I start typing, low impact, non strenuous, bad back exercises, hmm. Let's see. Google reckons I need to go get something called an exercise ball (Oh Lord, does Google realize where I live? Does Google realize mozzarella is a luxury that has to be ordered in and delivered in some hyper cooled, big behemoth of a specialized German manufactured lorry?), or yoga ball and proceed with the following exercises. Looks harmless enough. How hard can it be? (Never dear readers, ask that question, because it can be very very hard).

Anyhow, off to the local sports shop I go. This is all very new territory to me, I have no idea what half these gadgets do, let alone how they work, all I want is an exercise ball! I've even brought a picture of some smiley lady sitting on said exercise ball, hardly breaking a sweat!

After much explanation, hand gestures, frowning and jabbing at the picture, I finally leave the store with said exercise ball in tow. Right, flab beware, you're going to be sorry you've settled on my derriere.

Schlepping all my shopping home I finally realize quite late into the night that I'd bought said ball, and that it probably needs inflation of some kind.

Bugger, now what? Rip open the packaging and find something that resembles my great aunty Tessie's icing gun. Riiiiggggghhhhhttt, they want you to exercise, but then give you clues as to cake baking? How's that work? Do ten of these and have a cupcake after? Strange exercise program this.....

I decide to leave it for some man person around the house to do said inflation. Friday dawns and my kid brother volunteers to do the inflating.

What do you want with a beach ball in anyway, he enquires? We're miles from the sea? And shouldn't it be stripey or colourful at least? Can't you just take the umbrella? You know, the big green one. You don't tan well at all....

No, i say, it's not a beach ball, it's an exercise ball. Exercise? He says, YOU are going to EXERCISE?

Yes, alright, i mutter, i'm going to try in anyway by Jove.

Much effort goes into this inflation malarkey. The inflation nozzle that they provide to inflate said ball doesn't quite fit into the ball correctly which means half of the air escapes into well, thin air, and you have to put twice as much effort in to inflate the thing.


Finally, after much grunting and profuse sweating (before I've even started exercising) the ball is inflated. Hurrah! Now i can go do another cursory study of my carefully downloaded exercises (with pictures) and get rid of this flab! Right? Well....

Donning my ever so stylish exercise garb with super support and everything elasticated and breathable (that's just the shorts) I now face my Rubicon. The point of no return.

Bringing my bits of paper with me for guidance as to what goes where, i start off with the plank position. Sounds harmless enough.

Oh, how sorely mistaken i was. While getting the hang of the positioning of the plank and breathing correctly, two of our sausages (dogs) come to investigate. This is too much fun for them to lose out on...

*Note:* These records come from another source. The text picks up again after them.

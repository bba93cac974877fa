//! Shared configuration loader for htmlforge documents.
//!
//! `defaults/htmlforge.default.toml` is embedded into every binary so that
//! docs and runtime behavior stay in sync. Applications layer user-specific
//! files on top of those defaults via [`Loader`] before deserializing into
//! [`ForgeConfig`], which converts into the [`DocumentOptions`] a
//! [`Document`](htmlforge::Document) is created with.

use config::builder::DefaultState;
use config::{Config, ConfigBuilder, File, FileFormat, ValueKind};
use htmlforge::{DocumentOptions, HoistPolicy};
use serde::Deserialize;
use std::path::Path;
use thiserror::Error;

const DEFAULT_TOML: &str = include_str!("../defaults/htmlforge.default.toml");

#[derive(Debug, Error)]
pub enum ConfigError {
    #[error(transparent)]
    Source(#[from] config::ConfigError),

    #[error("styles.hoist_marker must be a non-empty tag name")]
    EmptyHoistMarker,
}

/// Top-level configuration.
#[derive(Debug, Clone, Deserialize)]
pub struct ForgeConfig {
    pub render: RenderConfig,
    pub styles: StylesConfig,
}

/// Output layout knobs.
#[derive(Debug, Clone, Deserialize)]
pub struct RenderConfig {
    pub indent_width: usize,
    pub signature: bool,
}

/// Where deduplicated style rules are written.
#[derive(Debug, Clone, Deserialize)]
pub struct StylesConfig {
    pub hoist: HoistMode,
    pub hoist_marker: String,
}

#[derive(Debug, Clone, Copy, PartialEq, Eq, Deserialize)]
#[serde(rename_all = "kebab-case")]
pub enum HoistMode {
    Inline,
    SinglePoint,
}

impl ForgeConfig {
    /// Options for [`Document::with_options`](htmlforge::Document::with_options).
    pub fn document_options(&self) -> DocumentOptions {
        let hoist = match self.styles.hoist {
            HoistMode::Inline => HoistPolicy::Inline,
            HoistMode::SinglePoint => HoistPolicy::SinglePoint {
                marker: self.styles.hoist_marker.to_ascii_lowercase(),
            },
        };

        DocumentOptions {
            indent_width: self.render.indent_width,
            signature: self.render.signature,
            hoist,
        }
    }
}

/// Builds a [`ForgeConfig`] from the embedded defaults plus any TOML files
/// and key overrides the application adds, in that order of precedence.
#[derive(Debug, Clone)]
pub struct Loader {
    builder: ConfigBuilder<DefaultState>,
}

impl Loader {
    /// Loader holding only `htmlforge.default.toml`.
    pub fn new() -> Self {
        let builder = Config::builder().add_source(File::from_str(DEFAULT_TOML, FileFormat::Toml));
        Self { builder }
    }

    /// Layer a TOML file with document options. The file must exist.
    pub fn with_file(mut self, path: impl AsRef<Path>) -> Self {
        let source = File::from(path.as_ref())
            .format(FileFormat::Toml)
            .required(true);
        self.builder = self.builder.add_source(source);
        self
    }

    /// Like [`Loader::with_file`], but a missing file is skipped.
    pub fn with_optional_file(mut self, path: impl AsRef<Path>) -> Self {
        let source = File::from(path.as_ref())
            .format(FileFormat::Toml)
            .required(false);
        self.builder = self.builder.add_source(source);
        self
    }

    /// Override one dotted key, e.g. `render.indent_width`.
    pub fn set_override<I>(mut self, key: &str, value: I) -> Result<Self, ConfigError>
    where
        I: Into<ValueKind>,
    {
        self.builder = self.builder.set_override(key, value)?;
        Ok(self)
    }

    /// Merge every layer and check that single-point hoisting has a marker.
    pub fn build(self) -> Result<ForgeConfig, ConfigError> {
        let config: ForgeConfig = self.builder.build()?.try_deserialize()?;
        if config.styles.hoist == HoistMode::SinglePoint && config.styles.hoist_marker.trim().is_empty() {
            return Err(ConfigError::EmptyHoistMarker);
        }
        tracing::debug!(?config, "loaded htmlforge configuration");
        Ok(config)
    }
}

impl Default for Loader {
    fn default() -> Self {
        Self::new()
    }
}

/// The built-in document settings with nothing layered on top.
pub fn load_defaults() -> Result<ForgeConfig, ConfigError> {
    Loader::new().build()
}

I hadn't noticed they'd crept up on me and it was only when i was propelled forward by a great gust of wind and smacked into an ancient wardrobe being sanded down, that no, this wasn't the Armageddon, or the second coming, the ball had simply popped.

The little blighters had thought this a most fun plaything and decided to give it a bite, or two, instead of just puncturing it, they bit a massive chunk out of it and it went bang, and I went flying. Not what I had in mind for my first exercise session. I think I'll be traumatized for life and the therapy will last for decades. 

I now have carpet burn all the way from my elbow to my pinky which is most unsightly, I squint out of my left eye where i'd smacked into the wardrobe, the ball is no more and the dogs in their flight out of the room in horror piddled on the newly washed carpet until they reached the safety of outside. All in all, a most productive 10 minutes!